The Village Voice spent two months delving into the origins of a statistic about underaged sex-trafficking, currently being used in Ashton Kutcher and Demi Moore's ad campaign "Real Men Don't Buy Girls." Kutcher and Moore's public service announcements push the notion that are "between 100,000 and 300,000 child sex slaves in the United States today."
That number has appeared in numerous newspaper and television reports and elsewhere.
Voice reporters spent two months examining police records for juvenile prostitution in the nation's 37 largest cities in its efforts to verify the figures.
According to their research:
- Nationwide, only 8,263 arrests were made for child prostitution in the last decade, or about 827 arrests per year.

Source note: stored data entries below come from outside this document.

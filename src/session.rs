use uuid::Uuid;

use crate::citations::CitationRenderer;
use crate::config::SOURCE_STEP_NAME;
use crate::models::{
    AnswerView, ChatRequest, ConversationView, HistoryPair, HoverTarget, MessageView,
    Notification, RawSource, RenderSegment, StreamItem, TurnStatus,
};
use crate::patch::StreamedDocument;
use crate::sources::{extract_raw_sources, ResolvedSources};

#[derive(Debug, Clone)]
pub enum ChatEvent {
    InputChanged(String),
    Submit { question: Option<String> },
    Batch(StreamItem),
    StreamCompleted,
    StreamFailed { message: String },
    StreamAbandoned,
    Hover { message_id: String, target: HoverTarget },
    HoverEnd { message_id: String },
}

#[derive(Debug, Clone)]
pub struct AnswerTurn {
    pub id: String,
    pub run_id: Option<String>,
    pub status: TurnStatus,
    text: String,
    sources: ResolvedSources,
    segments: Vec<RenderSegment>,
}

impl AnswerTurn {
    fn new(run_id: Option<String>) -> Self {
        Self {
            id: Uuid::new_v4().to_string(),
            run_id,
            status: TurnStatus::Streaming,
            text: String::new(),
            sources: ResolvedSources::default(),
            segments: Vec::new(),
        }
    }

    pub fn text(&self) -> &str {
        &self.text
    }

    pub fn sources(&self) -> &ResolvedSources {
        &self.sources
    }

    pub fn segments(&self) -> &[RenderSegment] {
        &self.segments
    }

    pub fn view(&self) -> AnswerView {
        AnswerView {
            message_id: self.id.clone(),
            run_id: self.run_id.clone(),
            status: self.status,
            text: self.text.clone(),
            segments: self.segments.clone(),
            sources: self.sources.deduplicated().to_vec(),
            highlighted: self.sources.highlight().as_slice().to_vec(),
        }
    }
}

#[derive(Debug, Clone)]
pub enum Message {
    Human { id: String, content: String },
    Ai(AnswerTurn),
}

impl Message {
    pub fn id(&self) -> &str {
        match self {
            Message::Human { id, .. } => id,
            Message::Ai(turn) => &turn.id,
        }
    }

    pub fn view(&self) -> MessageView {
        match self {
            Message::Human { id, content } => MessageView::Human {
                id: id.clone(),
                content: content.clone(),
            },
            Message::Ai(turn) => MessageView::Ai(turn.view()),
        }
    }
}

#[derive(Debug, Clone)]
struct PendingTurn {
    question: String,
    first_message: usize,
    answer_index: Option<usize>,
    document: StreamedDocument,
    raw_sources: Vec<RawSource>,
}

#[derive(Debug, Clone)]
pub struct ChatState {
    pub conversation_id: String,
    source_step: String,
    messages: Vec<Message>,
    chat_history: Vec<HistoryPair>,
    input: String,
    pending: Option<PendingTurn>,
    notifications: Vec<Notification>,
}

impl Default for ChatState {
    fn default() -> Self {
        Self::new(SOURCE_STEP_NAME)
    }
}

impl ChatState {
    pub fn new(source_step: impl Into<String>) -> Self {
        Self {
            conversation_id: Uuid::new_v4().to_string(),
            source_step: source_step.into(),
            messages: Vec::new(),
            chat_history: Vec::new(),
            input: String::new(),
            pending: None,
            notifications: Vec::new(),
        }
    }

    pub fn reduce(mut self, renderer: &CitationRenderer, event: ChatEvent) -> Self {
        self.apply(renderer, event);
        self
    }

    pub fn apply(&mut self, renderer: &CitationRenderer, event: ChatEvent) {
        match event {
            ChatEvent::InputChanged(text) => self.input = text,
            ChatEvent::Submit { question } => self.submit(question),
            ChatEvent::Batch(item) => self.apply_batch(renderer, item),
            ChatEvent::StreamCompleted => self.complete(),
            ChatEvent::StreamFailed { message } => self.roll_back(message),
            ChatEvent::StreamAbandoned => self.abandon(),
            ChatEvent::Hover { message_id, target } => {
                if let Some(turn) = self.answer_mut(&message_id) {
                    turn.sources.hover(target.index());
                }
            }
            ChatEvent::HoverEnd { message_id } => {
                if let Some(turn) = self.answer_mut(&message_id) {
                    turn.sources.unhover();
                }
            }
        }
    }

    pub fn is_loading(&self) -> bool {
        self.pending.is_some()
    }

    pub fn input(&self) -> &str {
        &self.input
    }

    pub fn messages(&self) -> &[Message] {
        &self.messages
    }

    pub fn chat_history(&self) -> &[HistoryPair] {
        &self.chat_history
    }

    pub fn notifications(&self) -> &[Notification] {
        &self.notifications
    }

    pub fn take_notifications(&mut self) -> Vec<Notification> {
        std::mem::take(&mut self.notifications)
    }

    pub fn pending_request(&self) -> Option<ChatRequest> {
        self.pending.as_ref().map(|pending| ChatRequest {
            question: pending.question.clone(),
            chat_history: self.chat_history.clone(),
        })
    }

    pub fn pending_answer(&self) -> Option<&AnswerTurn> {
        let index = self.pending.as_ref()?.answer_index?;
        self.answer_at(index)
    }

    pub fn last_answer(&self) -> Option<&AnswerTurn> {
        self.messages.iter().rev().find_map(|message| match message {
            Message::Ai(turn) => Some(turn),
            Message::Human { .. } => None,
        })
    }

    pub fn answer(&self, message_id: &str) -> Option<&AnswerTurn> {
        self.messages.iter().find_map(|message| match message {
            Message::Ai(turn) if turn.id == message_id => Some(turn),
            _ => None,
        })
    }

    pub fn view(&self) -> ConversationView {
        ConversationView {
            conversation_id: self.conversation_id.clone(),
            input: self.input.clone(),
            loading: self.is_loading(),
            messages: self.messages.iter().map(Message::view).collect(),
        }
    }

    fn submit(&mut self, question: Option<String>) {
        if self.pending.is_some() {
            tracing::debug!("ignoring submit while a turn is in flight");
            return;
        }
        let question = question.unwrap_or_else(|| self.input.clone());
        if question.is_empty() {
            return;
        }

        self.input.clear();
        let first_message = self.messages.len();
        self.messages.push(Message::Human {
            id: Uuid::new_v4().to_string(),
            content: question.clone(),
        });
        self.pending = Some(PendingTurn {
            question,
            first_message,
            answer_index: None,
            document: StreamedDocument::new(),
            raw_sources: Vec::new(),
        });
    }

    fn apply_batch(&mut self, renderer: &CitationRenderer, item: StreamItem) {
        let Some(pending) = self.pending.as_mut() else {
            tracing::debug!("dropping stream batch with no turn in flight");
            return;
        };

        let failures = pending.document.apply_raw(&item.ops);
        if !failures.is_empty() {
            tracing::debug!("{} of {} ops skipped", failures.len(), item.ops.len());
        }

        if let Some(raw) = extract_raw_sources(&pending.document, &self.source_step) {
            pending.raw_sources = raw;
        }
        let run_id = pending.document.run_id().map(str::to_string);

        let Some(text) = pending.document.answer_text() else {
            return;
        };

        let index = match pending.answer_index {
            Some(index) => index,
            None => {
                self.messages.push(Message::Ai(AnswerTurn::new(run_id.clone())));
                let index = self.messages.len() - 1;
                pending.answer_index = Some(index);
                index
            }
        };

        let raw_sources = pending.raw_sources.clone();
        if let Some(Message::Ai(turn)) = self.messages.get_mut(index) {
            if run_id.is_some() {
                turn.run_id = run_id;
            }
            turn.sources.update(raw_sources);
            turn.text = text;
            turn.segments = renderer.render(&turn.text, turn.sources.index());
        }
    }

    fn complete(&mut self) {
        let Some(pending) = self.pending.take() else {
            return;
        };
        let answer = pending.document.answer_text().unwrap_or_default();
        if let Some(index) = pending.answer_index {
            if let Some(Message::Ai(turn)) = self.messages.get_mut(index) {
                turn.status = TurnStatus::Complete;
            }
        }
        self.chat_history.push(HistoryPair {
            human: pending.question,
            ai: answer,
        });
    }

    fn roll_back(&mut self, message: String) {
        let Some(pending) = self.pending.take() else {
            return;
        };
        tracing::error!("answer stream failed: {message}");
        self.messages.truncate(pending.first_message);
        self.input = pending.question;
        self.notifications.push(Notification::error(message));
    }

    fn abandon(&mut self) {
        let Some(pending) = self.pending.take() else {
            return;
        };
        if let Some(index) = pending.answer_index {
            if let Some(Message::Ai(turn)) = self.messages.get_mut(index) {
                turn.status = TurnStatus::Interrupted;
            }
        }
    }

    fn answer_at(&self, index: usize) -> Option<&AnswerTurn> {
        match self.messages.get(index)? {
            Message::Ai(turn) => Some(turn),
            Message::Human { .. } => None,
        }
    }

    fn answer_mut(&mut self, message_id: &str) -> Option<&mut AnswerTurn> {
        self.messages.iter_mut().find_map(|message| match message {
            Message::Ai(turn) if turn.id == message_id => Some(turn),
            _ => None,
        })
    }
}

- Cities, such as Las Vegas, arrested or recovered 100 children or so a year, while Salt Lake City could go a year without a bust.
"Compare 827 annually with the 100,000 to 300,000 per year touted in the propaganda," the newspaper reported.
The "100,000 to 300,000" number originated in a report from two University of Pennsylvania professors, Richard J. Estes and Neil Alan Weiner. But the newspaper said that the professors were writing about children who are "at risk" for sex exploitation in the U.S., Canada and Mexico, the newspaper cited.
"There are not 100,000 to 300,000 children in America turning to prostitution every year," The Village Voice concluded its article, "Real Men Get Their Facts Straight." "The statistic was hatched without regard to science. It is a bogeyman."
The Voice noted that the authors of the University of Pennsylvania study included in their at-risk figure all runaways, any female gang member, any transgender child, and children who live near the Mexican or Canadian borders.
Other experts noted that there are no accepted numbers on how many people are forced into prostitution in the U.S. each year.
"There's tons of estimates on human trafficking," Jay Albanese, a criminologist with the Virginia Commonwealth University told the Voice. "They're all crap ... It's all guesswork, speculation... The numbers are inherently unbelievable.
"I wonder if these people putting up these very high estimates are helping or hurting the cause."